→ Dataset records:
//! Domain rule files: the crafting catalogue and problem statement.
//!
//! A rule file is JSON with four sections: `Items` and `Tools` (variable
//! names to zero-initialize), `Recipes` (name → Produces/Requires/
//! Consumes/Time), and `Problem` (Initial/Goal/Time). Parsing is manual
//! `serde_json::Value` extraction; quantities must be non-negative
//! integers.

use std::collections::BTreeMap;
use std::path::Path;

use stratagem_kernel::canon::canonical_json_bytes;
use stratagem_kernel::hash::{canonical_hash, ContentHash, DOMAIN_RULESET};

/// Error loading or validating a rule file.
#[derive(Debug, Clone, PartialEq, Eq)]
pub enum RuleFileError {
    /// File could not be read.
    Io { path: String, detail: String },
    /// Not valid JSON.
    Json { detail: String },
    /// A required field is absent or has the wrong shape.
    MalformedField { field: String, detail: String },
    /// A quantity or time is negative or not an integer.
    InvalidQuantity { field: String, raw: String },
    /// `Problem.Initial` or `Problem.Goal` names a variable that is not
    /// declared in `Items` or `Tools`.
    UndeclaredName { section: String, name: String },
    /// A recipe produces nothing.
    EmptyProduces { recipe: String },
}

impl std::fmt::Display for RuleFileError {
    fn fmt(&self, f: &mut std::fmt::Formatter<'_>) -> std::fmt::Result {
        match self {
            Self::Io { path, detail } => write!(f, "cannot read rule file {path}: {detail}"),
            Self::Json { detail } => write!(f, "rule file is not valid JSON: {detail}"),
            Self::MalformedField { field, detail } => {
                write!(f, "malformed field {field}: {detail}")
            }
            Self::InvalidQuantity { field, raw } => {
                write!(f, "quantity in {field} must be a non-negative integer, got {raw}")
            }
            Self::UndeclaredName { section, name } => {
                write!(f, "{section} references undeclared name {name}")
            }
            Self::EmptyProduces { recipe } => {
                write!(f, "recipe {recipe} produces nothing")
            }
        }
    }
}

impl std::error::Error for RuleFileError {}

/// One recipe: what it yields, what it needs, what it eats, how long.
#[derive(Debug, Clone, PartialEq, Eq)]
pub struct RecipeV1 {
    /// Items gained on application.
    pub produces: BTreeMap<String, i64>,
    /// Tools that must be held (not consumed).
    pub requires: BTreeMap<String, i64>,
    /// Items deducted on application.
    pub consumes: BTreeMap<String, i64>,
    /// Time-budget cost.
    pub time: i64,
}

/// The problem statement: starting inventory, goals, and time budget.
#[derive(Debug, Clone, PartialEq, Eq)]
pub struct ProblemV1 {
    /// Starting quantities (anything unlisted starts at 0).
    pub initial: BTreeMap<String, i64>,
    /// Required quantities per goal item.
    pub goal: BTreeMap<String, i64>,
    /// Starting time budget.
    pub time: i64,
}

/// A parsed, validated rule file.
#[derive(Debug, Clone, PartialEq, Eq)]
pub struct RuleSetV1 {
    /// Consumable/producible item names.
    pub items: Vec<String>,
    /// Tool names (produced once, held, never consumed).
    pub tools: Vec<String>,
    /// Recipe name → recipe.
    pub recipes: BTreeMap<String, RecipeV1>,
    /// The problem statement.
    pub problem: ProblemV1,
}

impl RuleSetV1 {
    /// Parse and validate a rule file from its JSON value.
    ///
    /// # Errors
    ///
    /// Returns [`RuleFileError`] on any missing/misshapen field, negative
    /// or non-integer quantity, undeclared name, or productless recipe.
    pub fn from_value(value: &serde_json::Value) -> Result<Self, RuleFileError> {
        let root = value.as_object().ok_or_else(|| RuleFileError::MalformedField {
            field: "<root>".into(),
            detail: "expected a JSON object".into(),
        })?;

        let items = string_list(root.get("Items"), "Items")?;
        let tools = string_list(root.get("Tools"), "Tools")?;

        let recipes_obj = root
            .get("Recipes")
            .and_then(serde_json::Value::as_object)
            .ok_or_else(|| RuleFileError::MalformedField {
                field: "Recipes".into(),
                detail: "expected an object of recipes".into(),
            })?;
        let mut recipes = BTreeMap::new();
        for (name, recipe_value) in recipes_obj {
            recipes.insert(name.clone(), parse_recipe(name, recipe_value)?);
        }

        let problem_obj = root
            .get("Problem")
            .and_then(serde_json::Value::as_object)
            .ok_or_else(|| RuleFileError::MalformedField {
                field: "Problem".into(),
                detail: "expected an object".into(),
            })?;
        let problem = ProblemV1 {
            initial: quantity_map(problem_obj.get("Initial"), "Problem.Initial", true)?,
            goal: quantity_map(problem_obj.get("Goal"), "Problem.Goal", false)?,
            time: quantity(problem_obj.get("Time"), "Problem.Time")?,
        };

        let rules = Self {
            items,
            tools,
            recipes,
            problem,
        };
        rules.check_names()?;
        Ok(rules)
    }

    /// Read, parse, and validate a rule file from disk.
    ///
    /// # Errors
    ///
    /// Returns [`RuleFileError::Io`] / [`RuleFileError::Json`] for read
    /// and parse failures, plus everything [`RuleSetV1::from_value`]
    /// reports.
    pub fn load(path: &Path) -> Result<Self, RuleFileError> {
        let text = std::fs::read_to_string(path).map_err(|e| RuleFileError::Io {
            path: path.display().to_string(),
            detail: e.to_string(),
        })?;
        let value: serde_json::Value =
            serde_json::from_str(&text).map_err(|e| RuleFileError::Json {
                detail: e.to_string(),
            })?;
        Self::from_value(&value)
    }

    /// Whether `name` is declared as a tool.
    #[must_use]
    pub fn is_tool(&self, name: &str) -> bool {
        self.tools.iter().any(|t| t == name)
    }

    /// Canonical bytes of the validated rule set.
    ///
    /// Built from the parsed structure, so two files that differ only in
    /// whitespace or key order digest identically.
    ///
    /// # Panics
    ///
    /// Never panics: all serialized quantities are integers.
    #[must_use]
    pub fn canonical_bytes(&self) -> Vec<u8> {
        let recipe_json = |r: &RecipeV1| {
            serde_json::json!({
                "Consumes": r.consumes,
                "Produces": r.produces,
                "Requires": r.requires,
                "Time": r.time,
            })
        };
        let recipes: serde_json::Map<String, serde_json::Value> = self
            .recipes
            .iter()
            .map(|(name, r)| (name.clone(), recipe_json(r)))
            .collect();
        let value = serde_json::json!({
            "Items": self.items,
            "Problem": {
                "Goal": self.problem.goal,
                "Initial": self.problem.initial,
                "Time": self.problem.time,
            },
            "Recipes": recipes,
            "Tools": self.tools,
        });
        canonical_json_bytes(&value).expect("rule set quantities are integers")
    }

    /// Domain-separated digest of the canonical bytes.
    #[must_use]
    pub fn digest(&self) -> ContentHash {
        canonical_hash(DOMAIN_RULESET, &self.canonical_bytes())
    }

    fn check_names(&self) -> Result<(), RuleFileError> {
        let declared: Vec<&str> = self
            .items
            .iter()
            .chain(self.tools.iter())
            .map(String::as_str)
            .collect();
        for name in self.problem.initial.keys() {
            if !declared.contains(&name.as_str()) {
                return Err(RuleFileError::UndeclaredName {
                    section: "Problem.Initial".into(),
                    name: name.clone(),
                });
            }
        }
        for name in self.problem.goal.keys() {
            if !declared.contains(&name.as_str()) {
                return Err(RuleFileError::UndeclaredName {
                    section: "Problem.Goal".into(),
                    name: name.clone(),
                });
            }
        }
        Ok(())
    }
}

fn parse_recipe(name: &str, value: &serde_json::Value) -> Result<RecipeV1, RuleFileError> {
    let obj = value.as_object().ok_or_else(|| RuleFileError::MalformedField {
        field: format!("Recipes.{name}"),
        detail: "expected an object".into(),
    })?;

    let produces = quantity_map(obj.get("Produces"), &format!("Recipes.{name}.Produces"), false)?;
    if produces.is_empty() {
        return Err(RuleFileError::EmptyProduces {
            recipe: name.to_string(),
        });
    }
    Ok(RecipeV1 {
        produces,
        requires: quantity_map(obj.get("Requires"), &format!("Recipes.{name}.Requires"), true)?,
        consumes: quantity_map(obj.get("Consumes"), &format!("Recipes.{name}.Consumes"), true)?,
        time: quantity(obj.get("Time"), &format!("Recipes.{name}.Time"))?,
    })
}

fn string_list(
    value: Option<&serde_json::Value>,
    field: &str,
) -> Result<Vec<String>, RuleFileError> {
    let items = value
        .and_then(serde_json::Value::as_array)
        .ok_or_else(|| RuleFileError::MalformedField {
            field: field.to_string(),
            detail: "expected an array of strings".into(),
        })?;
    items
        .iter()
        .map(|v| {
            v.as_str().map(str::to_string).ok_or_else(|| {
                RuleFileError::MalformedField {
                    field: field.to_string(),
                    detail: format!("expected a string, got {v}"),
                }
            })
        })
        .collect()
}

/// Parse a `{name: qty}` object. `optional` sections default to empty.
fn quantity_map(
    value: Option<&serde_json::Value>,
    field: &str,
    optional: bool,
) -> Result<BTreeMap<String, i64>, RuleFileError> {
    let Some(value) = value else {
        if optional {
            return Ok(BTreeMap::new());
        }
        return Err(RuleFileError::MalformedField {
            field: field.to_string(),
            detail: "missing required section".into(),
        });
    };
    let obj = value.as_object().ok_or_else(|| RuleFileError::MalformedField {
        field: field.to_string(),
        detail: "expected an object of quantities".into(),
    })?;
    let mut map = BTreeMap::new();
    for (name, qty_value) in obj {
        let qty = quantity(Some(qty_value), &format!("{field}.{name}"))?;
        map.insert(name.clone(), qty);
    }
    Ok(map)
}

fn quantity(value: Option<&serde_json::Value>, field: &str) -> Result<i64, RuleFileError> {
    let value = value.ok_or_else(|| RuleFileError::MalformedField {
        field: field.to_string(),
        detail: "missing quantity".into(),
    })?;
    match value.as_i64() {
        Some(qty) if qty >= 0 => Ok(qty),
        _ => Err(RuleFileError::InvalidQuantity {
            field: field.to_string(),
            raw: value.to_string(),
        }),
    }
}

→ The task: Only these are to be transcribed: the line with "fn quantity(value: Option<&serde_json::Value>, field: &str)" and every line after it through the last line of the entries, each exactly.

→ Answer box:
fn quantity(value: Option<&serde_json::Value>, field: &str) -> Result<i64, RuleFileError> {
    let value = value.ok_or_else(|| RuleFileError::MalformedField {
        field: field.to_string(),
        detail: "missing quantity".into(),
    })?;
    match value.as_i64() {
        Some(qty) if qty >= 0 => Ok(qty),
        _ => Err(RuleFileError::InvalidQuantity {
            field: field.to_string(),
            raw: value.to_string(),
        }),
    }
}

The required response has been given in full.